Stored records:
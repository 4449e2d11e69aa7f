//! Page navigation and deferred tasks

use autodash_http::client::{Navigator, Scheduler};
use gloo::timers::callback::Timeout;
use gloo::utils::window;
use std::time::Duration;
use tracing::warn;

/// Navigator over `window.location`; navigating triggers a full page load
#[derive(Debug, Default, Clone, Copy)]
pub struct BrowserNavigator;

impl Navigator for BrowserNavigator {
    fn current_path(&self) -> String {
        window().location().pathname().unwrap_or_default()
    }

    fn navigate(&self, route: &str) {
        if let Err(err) = window().location().set_href(route) {
            warn!(?err, route, "Navigation failed");
        }
    }
}

/// Scheduler on browser timers
#[derive(Debug, Default, Clone, Copy)]
pub struct BrowserScheduler;

impl Scheduler for BrowserScheduler {
    fn schedule(&self, delay: Duration, task: Box<dyn FnOnce() + Send>) {
        let millis = u32::try_from(delay.as_millis()).unwrap_or(u32::MAX);
        // Dropping the handle would cancel the timer
        Timeout::new(millis, task).forget();
    }
}
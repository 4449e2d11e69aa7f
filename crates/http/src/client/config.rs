//! Client configuration and the sources it is loaded from

use super::ClientError;
use async_trait::async_trait;
use serde::{Deserialize, Serialize};
use std::time::Duration;

/// Request timeout used when the configuration does not name one
pub const DEFAULT_TIMEOUT_MS: u64 = 30_000;

fn default_timeout_ms() -> u64 {
    DEFAULT_TIMEOUT_MS
}

/// Application configuration document
#[derive(Debug, Clone, PartialEq, Eq, Serialize, Deserialize)]
pub struct AppConfig {
    pub api: ApiConfig,
}

/// Backend connection settings
#[derive(Debug, Clone, PartialEq, Eq, Serialize, Deserialize)]
#[serde(rename_all = "camelCase")]
pub struct ApiConfig {
    #[serde(alias = "base_url", alias = "baseurl")]
    pub base_url: String,
    /// Request timeout in milliseconds
    #[serde(rename = "timeout", default = "default_timeout_ms")]
    pub timeout_ms: u64,
}

impl ApiConfig {
    pub fn new(base_url: impl Into<String>) -> Self {
        Self {
            base_url: base_url.into(),
            timeout_ms: DEFAULT_TIMEOUT_MS,
        }
    }

    #[must_use]
    pub fn with_timeout(mut self, timeout: Duration) -> Self {
        self.timeout_ms = u64::try_from(timeout.as_millis()).unwrap_or(u64::MAX);
        self
    }

    pub fn timeout(&self) -> Duration {
        Duration::from_millis(self.timeout_ms)
    }

    /// Base URL without a trailing slash
    pub fn base_url(&self) -> &str {
        self.base_url.trim_end_matches('/')
    }
}

impl From<ApiConfig> for AppConfig {
    fn from(api: ApiConfig) -> Self {
        Self { api }
    }
}

/// Asynchronous provider of the application configuration
#[cfg_attr(target_arch = "wasm32", async_trait(?Send))]
#[cfg_attr(not(target_arch = "wasm32"), async_trait)]
pub trait ConfigSource: Send + Sync {
    async fn load(&self) -> Result<AppConfig, ClientError>;
}

/// Configuration known up front
#[derive(Debug, Clone)]
pub struct StaticConfig(AppConfig);

impl StaticConfig {
    pub fn new(config: impl Into<AppConfig>) -> Self {
        Self(config.into())
    }
}

#[cfg_attr(target_arch = "wasm32", async_trait(?Send))]
#[cfg_attr(not(target_arch = "wasm32"), async_trait)]
impl ConfigSource for StaticConfig {
    async fn load(&self) -> Result<AppConfig, ClientError> {
        Ok(self.0.clone())
    }
}

/// Configuration fetched as a JSON document, e.g. `/config.json` served next to the app
#[derive(Debug, Clone)]
pub struct HttpConfigSource {
    client: reqwest::Client,
    url: String,
}

impl HttpConfigSource {
    pub fn new(url: impl Into<String>) -> Self {
        Self {
            client: reqwest::Client::new(),
            url: url.into(),
        }
    }

    pub fn url(&self) -> &str {
        &self.url
    }
}

#[cfg_attr(target_arch = "wasm32", async_trait(?Send))]
#[cfg_attr(not(target_arch = "wasm32"), async_trait)]
impl ConfigSource for HttpConfigSource {
    async fn load(&self) -> Result<AppConfig, ClientError> {
        debug!(url = %self.url, "Loading client configuration");
        let response = self.client.get(&self.url).send().await?;
        let status = response.status();
        if !status.is_success() {
            return Err(ClientError::Configuration(format!(
                "failed to load {}: HTTP {}",
                self.url,
                status.as_u16()
            )));
        }

        let body = response.bytes().await?;
        serde_json::from_slice(&body).map_err(|e| {
            ClientError::Configuration(format!("invalid document at {}: {e}", self.url))
        })
    }
}

#[cfg(not(target_arch = "wasm32"))]
pub use layered::EnvConfigSource;

#[cfg(not(target_arch = "wasm32"))]
mod layered {
    use super::{AppConfig, ClientError, ConfigSource, DEFAULT_TIMEOUT_MS};
    use async_trait::async_trait;
    use config::{Config, ConfigError, Environment, File};
    use std::path::PathBuf;

    /// Layered configuration: defaults, then an optional file, then the environment
    ///
    /// With the default prefix, `AUTODASH__API__BASE_URL` and
    /// `AUTODASH__API__TIMEOUT` override the file.
    #[derive(Debug, Clone)]
    pub struct EnvConfigSource {
        file: Option<PathBuf>,
        prefix: String,
    }

    impl Default for EnvConfigSource {
        fn default() -> Self {
            Self {
                file: None,
                prefix: "AUTODASH".into(),
            }
        }
    }

    impl EnvConfigSource {
        pub fn new() -> Self {
            Self::default()
        }

        /// Read a TOML, YAML or JSON file before the environment
        #[must_use]
        pub fn with_file(mut self, path: impl Into<PathBuf>) -> Self {
            self.file = Some(path.into());
            self
        }

        #[must_use]
        pub fn with_prefix(mut self, prefix: impl Into<String>) -> Self {
            self.prefix = prefix.into();
            self
        }

        pub fn load_sync(&self) -> Result<AppConfig, ClientError> {
            let mut builder = Config::builder()
                .set_default("api.timeout", DEFAULT_TIMEOUT_MS)
                .map_err(config_error)?;

            if let Some(path) = &self.file {
                builder = builder.add_source(File::from(path.as_path()).required(true));
            }

            builder = builder.add_source(
                Environment::with_prefix(&self.prefix)
                    .prefix_separator("__")
                    .separator("__")
                    .try_parsing(true),
            );

            let config = builder.build().map_err(config_error)?;
            config.try_deserialize().map_err(config_error)
        }
    }

    fn config_error(err: ConfigError) -> ClientError {
        ClientError::Configuration(err.to_string())
    }

    #[async_trait]
    impl ConfigSource for EnvConfigSource {
        async fn load(&self) -> Result<AppConfig, ClientError> {
            self.load_sync()
        }
    }
}

#[cfg(test)]
mod tests {
    use super::*;

    #[test]
    fn parses_camel_case_document() {
        let config: AppConfig = serde_json::from_str(
            r#"{"api": {"baseUrl": "https://dash.example.com/api/", "timeout": 5000}}"#,
        )
        .unwrap();
        assert_eq!(config.api.base_url(), "https://dash.example.com/api");
        assert_eq!(config.api.timeout(), Duration::from_secs(5));
    }

    #[test]
    fn timeout_defaults_when_missing() {
        let config: AppConfig =
            serde_json::from_str(r#"{"api": {"base_url": "http://localhost:3000"}}"#).unwrap();
        assert_eq!(config.api.timeout_ms, DEFAULT_TIMEOUT_MS);
    }

    #[cfg(not(target_arch = "wasm32"))]
    #[test]
    fn layered_source_reads_file_and_defaults() {
        let dir = tempfile::tempdir().unwrap();
        let path = dir.path().join("autodash.toml");
        std::fs::write(&path, "[api]\nbase_url = \"http://localhost:9000/api\"\n").unwrap();

        let config = EnvConfigSource::new()
            .with_prefix("AUTODASH_LAYERED_TEST")
            .with_file(&path)
            .load_sync()
            .unwrap();

        assert_eq!(config.api.base_url(), "http://localhost:9000/api");
        assert_eq!(config.api.timeout(), Duration::from_millis(DEFAULT_TIMEOUT_MS));
    }

    #[cfg(not(target_arch = "wasm32"))]
    #[test]
    fn layered_source_requires_base_url() {
        let result = EnvConfigSource::new()
            .with_prefix("AUTODASH_MISSING_TEST")
            .load_sync();
        assert!(matches!(result, Err(ClientError::Configuration(_))));
    }
}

#### [What is needed]
The answer should hold only the lines from the start of the records above through the line containing "fn current_path(&self) ->", each set down exactly.

#### [Reply]
repository 4449e2d11e69aa7f
//! Page navigation and deferred tasks

use autodash_http::client::{Navigator, Scheduler};
use gloo::timers::callback::Timeout;
use gloo::utils::window;
use std::time::Duration;
use tracing::warn;

/// Navigator over `window.location`; navigating triggers a full page load
#[derive(Debug, Default, Clone, Copy)]
pub struct BrowserNavigator;

impl Navigator for BrowserNavigator {
    fn current_path(&self) -> String {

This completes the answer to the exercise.